Koninklijke Oratorium-Vereeniging: Johannes-Passion
Het mag verbazen, dat nog geen enkele der vele godsdienstige Gemeenten hare liturgie inrichtte met de werken van Bach, die heel zijn leven geofferd heeft aan zijn geloof. Het zou 't mooist denkbare museum kunnen zijn en 't zou een der mooist denkbare liturgieën kunnen worden. Bach schreef vijf complete jaargangen kerk-cantates voor alle Zon- en feestdagen, en al raakten er verloren, voor eentonigheid, schijnt het, zal men niet bang hoeven te zijn. Hij schreef oratoria voor Kerstmis, Paschen en Hemelvaart, hij schreef twee Passies, hij bewerkte ik weet niet hoeveel Koralen, hij componeerde preludia, postludia, fantasieën, fuga's voor orgel, die allen een religieusen onder- en boven-toon hebben. Kortom, met het onmetelijke levenswerk van Bach, den grooten en trouwhartigen Lutheraan, is een volledigen, gesloten en imposanten Dienst samen te stellen, welke alle diensten der aarde aan wijding en schoonheidszin zou overtreffen.

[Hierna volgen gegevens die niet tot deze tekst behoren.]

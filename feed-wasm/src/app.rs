use feed_client::{QueryKey, ViewState};
use leptos::logging::{error, log};
use leptos::prelude::*;
use leptos::task::spawn_local;

use crate::api;
use crate::components::day_articles::DayArticles;
use crate::components::day_blocks::DayBlocks;
use crate::components::feed_panel::FeedPanel;
use crate::components::search_panel::SearchPanel;
use crate::location;
use crate::state::AppState;

fn load_articles(state: AppState, view: ViewState) {
    let key = view.articles_key();
    let started = state
        .articles
        .try_update(|slot| slot.begin(key.clone()))
        .unwrap_or(false);
    if !started {
        return;
    }
    state.clear_error();

    spawn_local(async move {
        match api::list_articles(&view.articles_query()).await {
            Ok(page) => state.articles.update(|slot| {
                slot.resolve(&key, page);
            }),
            Err(err) => {
                error!("articles request {key} failed: {err}");
                state.articles.update(|slot| {
                    slot.fail(&key);
                });
                state.set_error(err.to_string());
            }
        }
    });
}

fn load_days(state: AppState, view: ViewState) {
    let key = view.day_count_key();
    let started = state
        .days
        .try_update(|slot| slot.begin(key.clone()))
        .unwrap_or(false);
    if !started {
        return;
    }

    spawn_local(async move {
        match api::day_counts(&view.day_count_query()).await {
            Ok(page) => state.days.update(|slot| {
                slot.resolve(&key, page);
            }),
            Err(err) => {
                error!("day count request {key} failed: {err}");
                state.days.update(|slot| {
                    slot.fail(&key);
                });
                state.set_error(err.to_string());
            }
        }
    });
}

fn load_day_articles(state: AppState, day: String) {
    let key = QueryKey::day(&day);
    let started = state
        .day_articles
        .try_update(|slot| slot.begin(key.clone()))
        .unwrap_or(false);
    if !started {
        return;
    }

    spawn_local(async move {
        match api::articles_by_day(&day).await {
            Ok(page) => state.day_articles.update(|slot| {
                slot.resolve(&key, page);
            }),
            Err(err) => {
                error!("articles for {day} failed: {err}");
                state.day_articles.update(|slot| {
                    slot.fail(&key);
                });
                state.set_error(err.to_string());
            }
        }
    });
}

#[component]
pub fn App() -> impl IntoView {
    let state = AppState::new(location::read_view_state());

    let popstate = window_event_listener(leptos::ev::popstate, {
        let state = state.clone();
        move |_| {
            let view = location::read_view_state();
            log!("popstate: ?{}", view.to_query_string());
            state.view.set(view);
        }
    });
    on_cleanup(move || popstate.remove());

    let articles_key = Memo::new({
        let state = state.clone();
        move |_| state.view.with(|view| view.articles_key())
    });
    let days_key = Memo::new({
        let state = state.clone();
        move |_| state.view.with(|view| view.day_count_key())
    });

    Effect::new({
        let state = state.clone();
        move |_| {
            articles_key.track();
            load_articles(state.clone(), state.view.get_untracked());
        }
    });
    Effect::new({
        let state = state.clone();
        move |_| {
            days_key.track();
            load_days(state.clone(), state.view.get_untracked());
        }
    });
    Effect::new({
        let state = state.clone();
        move |_| {
            if let Some(day) = state.selected_day.get() {
                load_day_articles(state.clone(), day);
            }
        }
    });

    let error_text = {
        let state = state.clone();
        move || state.error.get().unwrap_or_default()
    };
    let has_error = {
        let state = state.clone();
        move || state.error.with(|error| error.is_some())
    };

    view! {
        <main class="page">
            <section class="container">
                <h1>"Articles"</h1>

                <SearchPanel state=state.clone() />

                <Show when=has_error>
                    <div class="error-banner">
                        <strong>"Ошибка: "</strong>
                        {error_text.clone()}
                    </div>
                </Show>

                <FeedPanel state=state.clone() />

                <DayBlocks state=state.clone() />
                <DayArticles state=state.clone() />
            </section>
        </main>
    }
}
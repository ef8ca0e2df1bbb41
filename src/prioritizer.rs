//! Target selection.
//!
//! Picks at most one target per frame: wanted class first (by its position in
//! `priority_targets`), nearest to the player second, input order last.

use tracing::trace;

use crate::config::HuntConfig;
use crate::detection::{ClassAction, DetectedObject, ObjectClass, Point};

/// The detection chosen for this cycle.
#[derive(Debug, Clone, PartialEq)]
pub struct Target {
    pub object: DetectedObject,
    /// Pixels from the reference anchor to the object centre
    pub distance: f32,
    /// Index of the class in `priority_targets`
    pub priority_rank: usize,
}

impl Target {
    pub fn class(&self) -> ObjectClass {
        self.object.class
    }

    /// Always present: only action-bearing classes become targets.
    pub fn action(&self) -> Option<ClassAction> {
        self.object.class.action()
    }
}

pub struct TargetPrioritizer {
    priority_targets: Vec<ObjectClass>,
    confidence_threshold: f32,
    max_detection_distance: f32,
    class_limits: Vec<(ObjectClass, f32)>,
    player_anchor: Option<Point>,
}

impl TargetPrioritizer {
    pub fn new(config: &HuntConfig) -> Self {
        let class_limits = [ObjectClass::Mob, ObjectClass::Item, ObjectClass::Npc]
            .into_iter()
            .filter_map(|class| {
                config
                    .detection_behavior
                    .for_class(class)
                    .and_then(|b| b.max_distance)
                    .map(|limit| (class, limit))
            })
            .collect();

        Self {
            priority_targets: config.automation.priority_targets.clone(),
            confidence_threshold: config.automation.confidence_threshold,
            max_detection_distance: config.automation.max_detection_distance,
            class_limits,
            player_anchor: config.automation.player_anchor,
        }
    }

    /// Distance limit for a class.
    pub fn max_distance(&self, class: ObjectClass) -> f32 {
        self.class_limits
            .iter()
            .find(|(c, _)| *c == class)
            .map(|(_, limit)| *limit)
            .unwrap_or(self.max_detection_distance)
    }

    /// Best target in `detections`, or `None`.
    ///
    /// `frame_center` is the reference point unless a player anchor is set.
    pub fn select(&self, detections: &[DetectedObject], frame_center: Point) -> Option<Target> {
        let anchor = self.player_anchor.unwrap_or(frame_center);

        let mut candidates: Vec<Target> = detections
            .iter()
            .filter(|d| d.class.is_actionable() && d.confidence >= self.confidence_threshold)
            .filter_map(|d| {
                let rank = self.priority_targets.iter().position(|c| *c == d.class)?;
                let distance = anchor.distance_to(d.center());
                (distance.is_finite() && distance <= self.max_distance(d.class)).then(|| Target {
                    object: d.clone(),
                    distance,
                    priority_rank: rank,
                })
            })
            .collect();

        // Stable: equal rank and distance keep input order.
        candidates.sort_by(|a, b| {
            a.priority_rank
                .cmp(&b.priority_rank)
                .then(a.distance.total_cmp(&b.distance))
        });

        let target = candidates.into_iter().next();
        if let Some(t) = &target {
            trace!(class = %t.class(), distance = t.distance, rank = t.priority_rank, "Target selected");
        }
        target
    }
}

Nu is alles verspreid en geprofaneerd voor wereldlijk gebruik. Nu behalen virtuozen, dirigenten, uitgevers roem en geld met deze muziek, die nooit ‘kunst’ heeft willen zijn, doch alleen verheerlijking van God en stichting van geloovigen. Nu blijft de kern van al deze gezongen aanbidding, moraal en herderlijkheid voor bijna iederen verborgen, omdat bijna iedereen dezen devoten en machtigen architect van Gods-dienst wil proeven als ‘kunst’. Ja, waarom zouden deze uitvoeringen niet kunnen gebeuren in een van onze kerken, waar de voorvaderen rusten onder de zerken, waar wij hetzelfde zingen en bidden als zij, de dooden? Waarom niet? Waarom kan het Katholicisme niet dezelfde renaissance opbouwen met zijn Palestrina of Orlando Lasso? Wijl 't een der breuken is in de moderne beschaving, dat 't essentieelste deel van den Gods-dienst, de schoonheid, buiten den Gods-dienst is gestooten en werd overgeleverd aan een achtenswaardig, maar, vanuit den eenen gezichtsboek, tragisch dilettantisme. Het kan niet anders of bij eene Passie, welke lijden en dood van Christus bezingt, trachten de Eeuwen achter ons op te schemeren, en het kan niet anders of wij hooren haar zuiver en verheven en heilig accent, dat zooveel natuurlijker, zooveel waarachtiger klinkt dan het onze. Het is tragisch te moeten bedenken, dat een Dürer b.v. zijne hazen, konijnen, marmotten en andere dieren humaniseerde en zoo menschelijke gezichten gaf, dat een vorige tijd steenen, boomen en de geheele natuur kon bezielen, terwijl deze tegenwoordige dagen in werken, waaruit de ziel het luidst behoorde op te klinken, alle contact met het diepere bewustzijn kwijt raakten.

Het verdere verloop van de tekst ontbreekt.